Whilst the web of e-criminals may seem daunting, there are a range of best practices which businesses can consider in order to protect themselves against these double fronted attacks. If the first adversary cannot break through your barriers, its network will remain out of the loop as well;

Develop a post-recovery strategy: Recovery is not the last step in remediating a ransomware attack — as this event clearly illustrates. Organisations need to know how the adversary got in before they can be sure they were successfully ejected.

 Build an incident plan: Review and test that plan to make sure it’s up to date and its relevant for the threats that face your organisation. Running table top simulations improves reaction times and having Incident response retainers ensures you have relevant support.

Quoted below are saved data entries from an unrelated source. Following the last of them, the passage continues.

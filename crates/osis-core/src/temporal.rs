//! # Temporal Types: UTC-Only Timestamps
//!
//! Defines `Timestamp`, a UTC-only instant truncated to seconds precision.
//! Decision dates, notification dates, and financeability audit dates on
//! the proposition aggregate are all `Timestamp`s.
//!
//! ## Clock Injection
//!
//! Aggregate methods never call [`Timestamp::now()`] themselves; the
//! caller passes the instant in. Only the use-case layer and the CLI read
//! the wall clock, which keeps every transition deterministic under test.

use chrono::{DateTime, NaiveDate, TimeZone, Timelike, Utc};
use serde::{Deserialize, Serialize};

use crate::error::OsisError;

/// A UTC-only timestamp, truncated to seconds precision.
///
/// Serialises as RFC 3339 with a `Z` suffix.
#[derive(Debug, Clone, Copy, PartialEq, Eq, PartialOrd, Ord, Hash, Serialize, Deserialize)]
pub struct Timestamp(DateTime<Utc>);

impl Timestamp {
    /// Current UTC time, truncated to seconds.
    pub fn now() -> Self {
        Self(truncate_to_seconds(Utc::now()))
    }

    /// From a `chrono::DateTime<Utc>`, truncating sub-seconds.
    pub fn from_utc(dt: DateTime<Utc>) -> Self {
        Self(truncate_to_seconds(dt))
    }

    /// Midnight UTC at the start of a calendar day.
    pub fn from_ymd(year: i32, month: u32, day: u32) -> Result<Self, OsisError> {
        Utc.with_ymd_and_hms(year, month, day, 0, 0, 0)
            .single()
            .map(Self)
            .ok_or_else(|| {
                OsisError::InvalidTimestamp(format!("{year:04}-{month:02}-{day:02}"))
            })
    }

    /// Parse an RFC 3339 string with a `Z` suffix.
    ///
    /// # Errors
    ///
    /// Rejects strings that are not RFC 3339 or that carry an explicit
    /// offset, including `+00:00`.
    pub fn parse(s: &str) -> Result<Self, OsisError> {
        if !s.ends_with('Z') {
            return Err(OsisError::InvalidTimestamp(format!(
                "timestamp must use Z suffix (UTC only), got: {s:?}"
            )));
        }
        let dt = DateTime::parse_from_rfc3339(s)
            .map_err(|e| OsisError::InvalidTimestamp(format!("{s:?}: {e}")))?;
        Ok(Self(truncate_to_seconds(dt.with_timezone(&Utc))))
    }

    /// Access the inner `DateTime<Utc>`.
    pub fn as_datetime(&self) -> &DateTime<Utc> {
        &self.0
    }

    /// Calendar date of this instant in UTC.
    pub fn date(&self) -> NaiveDate {
        self.0.date_naive()
    }

    /// Render as ISO8601 with Z suffix (e.g. `2024-11-01T00:00:00Z`).
    pub fn to_iso8601(&self) -> String {
        self.0.format("%Y-%m-%dT%H:%M:%SZ").to_string()
    }
}

impl std::fmt::Display for Timestamp {
    fn fmt(&self, f: &mut std::fmt::Formatter<'_>) -> std::fmt::Result {
        f.write_str(&self.to_iso8601())
    }
}

fn truncate_to_seconds(dt: DateTime<Utc>) -> DateTime<Utc> {
    dt.with_nanosecond(0).unwrap_or(dt)
}

#[cfg(test)]
mod tests {
    use super::*;

    #[test]
    fn test_now_has_no_subseconds() {
        let ts = Timestamp::now();
        assert_eq!(ts.as_datetime().nanosecond(), 0);
    }

    #[test]
    fn test_from_utc_truncates() {
        let dt = Utc.with_ymd_and_hms(2021, 11, 1, 12, 30, 45).unwrap();
        let ts = Timestamp::from_utc(dt.with_nanosecond(987_654_321).unwrap());
        assert_eq!(ts.to_iso8601(), "2021-11-01T12:30:45Z");
    }

    #[test]
    fn test_from_ymd_is_midnight() {
        let ts = Timestamp::from_ymd(2021, 11, 1).unwrap();
        assert_eq!(ts.to_iso8601(), "2021-11-01T00:00:00Z");
        assert_eq!(ts.date(), NaiveDate::from_ymd_opt(2021, 11, 1).unwrap());
    }

    #[test]
    fn test_from_ymd_rejects_impossible_date() {
        assert!(Timestamp::from_ymd(2021, 2, 30).is_err());
    }

    // ── parse ────────────────────────────────────────────────────────

    #[test]
    fn test_parse_z_suffix_accepted() {
        let ts = Timestamp::parse("2024-01-15T12:00:00Z").unwrap();
        assert_eq!(ts.to_string(), "2024-01-15T12:00:00Z");
    }

    #[test]
    fn test_parse_offsets_rejected() {
        assert!(Timestamp::parse("2024-01-15T12:00:00+00:00").is_err());
        assert!(Timestamp::parse("2024-01-15T12:00:00+02:00").is_err());
    }

    #[test]
    fn test_parse_garbage_rejected() {
        assert!(Timestamp::parse("demain").is_err());
        assert!(Timestamp::parse("").is_err());
    }

    #[test]
    fn test_serde_roundtrip() {
        let ts = Timestamp::parse("2024-01-15T12:00:00Z").unwrap();
        let json = serde_json::to_string(&ts).unwrap();
        let parsed: Timestamp = serde_json::from_str(&json).unwrap();
        assert_eq!(ts, parsed);
    }
}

 Upgrade operating systems: CrowdStrike constantly sees organisations compromised because they haven’t upgraded to supported operating systems or applied relevant critical patches. The savings gained by stretching the life of an outdated system are not worth the risks. Bolstering your defences around these devices can provide some additional protection while working on the upgrade plan.

 Upgrade to PowerShell V5 and remove previous versions: Logging in this version of PowerShell is so robust that security teams can see commands being executed in real time. If companies would update to V5 across the enterprise, their own security teams could see what is happening and respond right away. Also, removing previous versions of PowerShell in the enterprise will aid in preventing downgrade attacks. This is the same for other applications on your network. Security hygiene is a key to success in improving how your network operates.

 Leverage multi-factor authentication (MFA) for all users and privilege access management tools: Make it as difficult as possible for adversaries to get access to and leverage both user and admin credentials from outside your network. Once they have those, they can do whatever they want in the environment. In addition to MFA, a more robust privilege access management process will limit the damage adversaries can do if they get in.

There are many things that can be done to reduce the risk of intrusion and employee programs can also assist with this. If you don’t have all the resources you need consider working with a 3rd party who offer services such as Table Top exercises, compromise assessments and Incident response retainers to demonstrate your maturity and hopefully reduce or prevent incidents in your environment.